Added April 19, 2020

Citation: Park M, Cook A, Lim J, et al. A systematic review of COVID-19 epidemiology based on current evidence. Journal of Clinical Medicine 2020; 9(4): 967

What is this? Information on the epidemiological characteristics of the coronavirus, SARS-CoV-2, and the effects of control measures can help policymakers and others involved in the management of the COVID-19 pandemic.

What was found: At the time of the review, available research showed that SARS-CoV-2 had an incubation period of 4 to 6 days, with 1.9 to 6.5 secondary cases generated by an infected patient, 5 to 8 days between successive infections and a doubling of the epidemic every 3 to 7 days.
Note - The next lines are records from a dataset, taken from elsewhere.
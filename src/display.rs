//! Console display sinks

use rail_ctrl_core::display::DisplaySink;
use rail_ctrl_core::log_info;
use rail_ctrl_core::protocol::Slope;

fn on_off(on: bool) -> &'static str {
    if on {
        "on"
    } else {
        "off"
    }
}

/// Panel that writes every indicator update through the log backend
#[derive(Debug, Default, Clone, Copy)]
pub struct ConsoleDisplay;

impl DisplaySink for ConsoleDisplay {
    fn show_speed(&mut self, speed: f32) {
        log_info!("speed: {}", speed);
    }

    fn show_slope(&mut self, slope: Slope) {
        let name = match slope {
            Slope::Down => "down",
            Slope::Flat => "flat",
            Slope::Up => "up",
        };
        log_info!("slope: {} ({})", name, slope.direction());
    }

    fn show_gas(&mut self, on: bool) {
        log_info!("gas: {}", on_off(on));
    }

    fn show_brake(&mut self, on: bool) {
        log_info!("brake: {}", on_off(on));
    }

    fn show_mixer(&mut self, on: bool) {
        log_info!("mixer: {}", on_off(on));
    }

    fn show_light(&mut self, dark: bool) {
        log_info!("light sensor: {}", if dark { "dark" } else { "light" });
    }

    fn show_lamps(&mut self, on: bool) {
        log_info!("lamps: {}", on_off(on));
    }

    fn show_stop(&mut self, stopped: bool) {
        log_info!("movement: {}", if stopped { "stopped" } else { "go" });
    }

    fn show_distance(&mut self, distance: u32) {
        log_info!("distance: {}", distance);
    }
}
At the time of the review, available research showed that age, gender and race did not affect a person’s susceptibility to the virus and the probability of transmission following contact with a COVID-19 patient.
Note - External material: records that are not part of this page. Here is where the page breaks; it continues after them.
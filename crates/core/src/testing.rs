//! Scripted peer and recording display for unit tests

use crate::display::DisplaySink;
use crate::protocol::{Frame, Movement, Request, Response, Slope};
use crate::time::Timespec;
use crate::traits::MockTime;
use crate::transport::{Transport, TransportError};

type Responder<'a> = Box<dyn FnMut(Request) -> Result<Frame, TransportError> + 'a>;

/// Default well-formed answer to every request
pub fn answer(request: Request) -> Frame {
    let response = match request {
        Request::Speed => Response::Speed(30.0),
        Request::Slope => Response::Slope(Slope::Flat),
        Request::Light => Response::Light(80),
        Request::Movement => Response::Movement(Movement::Stop),
        Request::Distance => Response::Distance(50_000),
        other => Response::Ack(other.subsystem()),
    };
    response.to_frame().unwrap()
}

/// Transport answering from a closure and recording every request
pub struct ScriptedPeer<'a> {
    time: &'a MockTime,
    latency: Timespec,
    responder: Responder<'a>,
    requests: Vec<Request>,
    exchanges: usize,
}

impl<'a> ScriptedPeer<'a> {
    pub fn new(time: &'a MockTime, mut respond: impl FnMut(Request) -> Frame + 'a) -> Self {
        Self::fallible(time, move |request| Ok(respond(request)))
    }

    pub fn fallible(
        time: &'a MockTime,
        respond: impl FnMut(Request) -> Result<Frame, TransportError> + 'a,
    ) -> Self {
        Self {
            time,
            latency: Timespec::ZERO,
            responder: Box::new(respond),
            requests: Vec::new(),
            exchanges: 0,
        }
    }

    /// Answers everything with [`answer`]
    pub fn healthy(time: &'a MockTime) -> Self {
        Self::new(time, answer)
    }

    /// Every exchange fails at the link level
    pub fn broken(time: &'a MockTime) -> Self {
        Self::fallible(time, |_| Err(TransportError::Io))
    }

    /// Advance the clock by `latency` on every exchange
    pub fn with_latency(mut self, latency: Timespec) -> Self {
        self.latency = latency;
        self
    }

    pub fn exchanges(&self) -> usize {
        self.exchanges
    }

    pub fn requests(&self) -> &[Request] {
        &self.requests
    }

    pub fn take_requests(&mut self) -> Vec<Request> {
        core::mem::take(&mut self.requests)
    }
}

impl Transport for ScriptedPeer<'_> {
    fn exchange(&mut self, request: &Frame) -> Result<Frame, TransportError> {
        let request = Request::parse(request).unwrap();
        self.exchanges += 1;
        self.requests.push(request);
        self.time.advance(self.latency);
        (self.responder)(request)
    }
}

/// One display call
#[derive(Debug, Clone, Copy, PartialEq)]
pub enum Shown {
    Speed(f32),
    Slope(Slope),
    Gas(bool),
    Brake(bool),
    Mixer(bool),
    Light(bool),
    Lamps(bool),
    Stop(bool),
    Distance(u32),
}

#[derive(Debug, Default)]
pub struct RecordingDisplay {
    pub shown: Vec<Shown>,
}

impl DisplaySink for RecordingDisplay {
    fn show_speed(&mut self, speed: f32) {
        self.shown.push(Shown::Speed(speed));
    }
    fn show_slope(&mut self, slope: Slope) {
        self.shown.push(Shown::Slope(slope));
    }
    fn show_gas(&mut self, on: bool) {
        self.shown.push(Shown::Gas(on));
    }
    fn show_brake(&mut self, on: bool) {
        self.shown.push(Shown::Brake(on));
    }
    fn show_mixer(&mut self, on: bool) {
        self.shown.push(Shown::Mixer(on));
    }
    fn show_light(&mut self, dark: bool) {
        self.shown.push(Shown::Light(dark));
    }
    fn show_lamps(&mut self, on: bool) {
        self.shown.push(Shown::Lamps(on));
    }
    fn show_stop(&mut self, stopped: bool) {
        self.shown.push(Shown::Stop(stopped));
    }
    fn show_distance(&mut self, distance: u32) {
        self.shown.push(Shown::Distance(distance));
    }
}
At the time of the review, available research showed that the reported case fatality risk was 2% to 15%, highest in patients from older age groups and those with pre-existing conditions; and that children developed milder symptoms and had better prognoses.

At the time of the review, the estimated worldwide case fatality ratio was 0.3% to 1.4%, with 17.9% of infected cases being asymptomatic.

 

Disclaimer: This summary has been written by staff and volunteers of Evidence Aid in order to make the content of the original document accessible to decision makers who are searching for the available evidence on the coronavirus (COVID-19) but may not have the time, initially, to read the original report in full. This summary is not intended as a substitute for the medical advice of physicians, other health workers, professional associations, guideline developers, or national governments and international agencies. If readers of this summary think that the evidence that is presented within it is relevant to their decision-making they should refer to the content and details of the original article, and the advice and guidelines offered by other sources of expertise, before making decisions. Evidence Aid cannot be held responsible for any decisions made about the coronavirus (COVID-19) on the basis of this summary alone.